Stored data
○ ○ ○ ○
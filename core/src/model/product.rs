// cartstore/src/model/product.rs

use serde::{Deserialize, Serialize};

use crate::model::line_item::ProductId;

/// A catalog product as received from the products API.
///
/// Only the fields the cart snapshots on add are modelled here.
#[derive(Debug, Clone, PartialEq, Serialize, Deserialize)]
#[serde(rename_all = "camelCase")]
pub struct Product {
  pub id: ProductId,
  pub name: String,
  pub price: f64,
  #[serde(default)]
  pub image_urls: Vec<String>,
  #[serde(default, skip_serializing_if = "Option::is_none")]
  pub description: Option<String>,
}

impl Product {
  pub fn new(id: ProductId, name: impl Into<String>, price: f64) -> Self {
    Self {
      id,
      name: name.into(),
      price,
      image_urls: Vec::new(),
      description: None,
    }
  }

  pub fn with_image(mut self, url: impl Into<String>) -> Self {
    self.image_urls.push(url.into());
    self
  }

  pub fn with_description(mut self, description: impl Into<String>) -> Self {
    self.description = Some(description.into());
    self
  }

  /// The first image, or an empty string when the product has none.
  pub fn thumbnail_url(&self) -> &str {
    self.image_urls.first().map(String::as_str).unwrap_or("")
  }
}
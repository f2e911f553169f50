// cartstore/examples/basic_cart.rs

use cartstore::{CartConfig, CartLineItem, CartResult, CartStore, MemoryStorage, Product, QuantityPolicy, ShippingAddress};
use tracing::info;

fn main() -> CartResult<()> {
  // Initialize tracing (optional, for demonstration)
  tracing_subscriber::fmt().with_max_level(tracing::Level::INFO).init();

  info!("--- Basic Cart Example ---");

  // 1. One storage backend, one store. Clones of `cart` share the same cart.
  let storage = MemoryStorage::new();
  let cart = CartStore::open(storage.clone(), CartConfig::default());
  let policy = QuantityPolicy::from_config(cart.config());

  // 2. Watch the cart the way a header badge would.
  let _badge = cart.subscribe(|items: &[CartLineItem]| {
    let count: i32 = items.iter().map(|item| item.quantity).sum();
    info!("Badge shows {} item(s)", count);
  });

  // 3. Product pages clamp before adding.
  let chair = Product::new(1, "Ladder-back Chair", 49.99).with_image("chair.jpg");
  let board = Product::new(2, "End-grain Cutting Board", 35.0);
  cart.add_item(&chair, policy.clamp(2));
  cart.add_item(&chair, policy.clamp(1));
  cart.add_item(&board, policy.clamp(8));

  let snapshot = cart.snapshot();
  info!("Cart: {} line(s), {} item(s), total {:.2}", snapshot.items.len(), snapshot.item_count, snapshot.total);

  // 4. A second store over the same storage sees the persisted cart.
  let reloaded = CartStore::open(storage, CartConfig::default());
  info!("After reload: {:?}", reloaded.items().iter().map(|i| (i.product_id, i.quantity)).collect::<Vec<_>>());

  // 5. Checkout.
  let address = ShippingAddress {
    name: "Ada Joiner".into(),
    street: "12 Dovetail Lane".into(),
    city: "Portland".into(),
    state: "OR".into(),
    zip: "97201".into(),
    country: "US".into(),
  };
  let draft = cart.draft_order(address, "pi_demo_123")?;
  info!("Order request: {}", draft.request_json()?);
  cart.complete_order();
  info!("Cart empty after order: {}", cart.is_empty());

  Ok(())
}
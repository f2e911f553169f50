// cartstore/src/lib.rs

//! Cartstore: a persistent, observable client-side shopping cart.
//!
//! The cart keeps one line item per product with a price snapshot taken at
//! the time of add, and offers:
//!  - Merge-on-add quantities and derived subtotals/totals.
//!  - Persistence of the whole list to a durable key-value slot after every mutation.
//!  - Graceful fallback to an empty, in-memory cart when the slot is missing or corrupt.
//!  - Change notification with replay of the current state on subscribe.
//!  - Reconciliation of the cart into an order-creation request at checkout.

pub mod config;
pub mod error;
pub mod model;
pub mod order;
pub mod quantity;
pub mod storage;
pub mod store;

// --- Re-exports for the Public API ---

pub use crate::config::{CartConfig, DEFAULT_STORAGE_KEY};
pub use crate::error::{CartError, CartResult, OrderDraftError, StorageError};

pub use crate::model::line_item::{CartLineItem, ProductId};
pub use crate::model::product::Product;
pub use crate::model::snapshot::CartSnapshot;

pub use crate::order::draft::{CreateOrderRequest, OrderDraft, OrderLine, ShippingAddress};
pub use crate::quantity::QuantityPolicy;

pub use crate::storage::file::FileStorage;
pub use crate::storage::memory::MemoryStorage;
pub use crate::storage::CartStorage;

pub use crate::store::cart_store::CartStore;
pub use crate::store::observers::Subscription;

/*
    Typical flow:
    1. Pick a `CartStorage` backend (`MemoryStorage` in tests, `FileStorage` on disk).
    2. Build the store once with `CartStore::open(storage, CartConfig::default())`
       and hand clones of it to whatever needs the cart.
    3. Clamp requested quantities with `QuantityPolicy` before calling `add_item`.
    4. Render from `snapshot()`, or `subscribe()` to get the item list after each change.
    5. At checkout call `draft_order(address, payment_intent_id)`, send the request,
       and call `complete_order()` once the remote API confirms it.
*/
○ ○ ○ ○
* _Exercise aim_:
Which lines in the records contain the word "ShippingAddress"? Copy each one.

* _Result_:
use cartstore::{CartConfig, CartLineItem, CartResult, CartStore, MemoryStorage, Product, QuantityPolicy, ShippingAddress};
  let address = ShippingAddress {
pub use crate::order::draft::{CreateOrderRequest, OrderDraft, OrderLine, ShippingAddress};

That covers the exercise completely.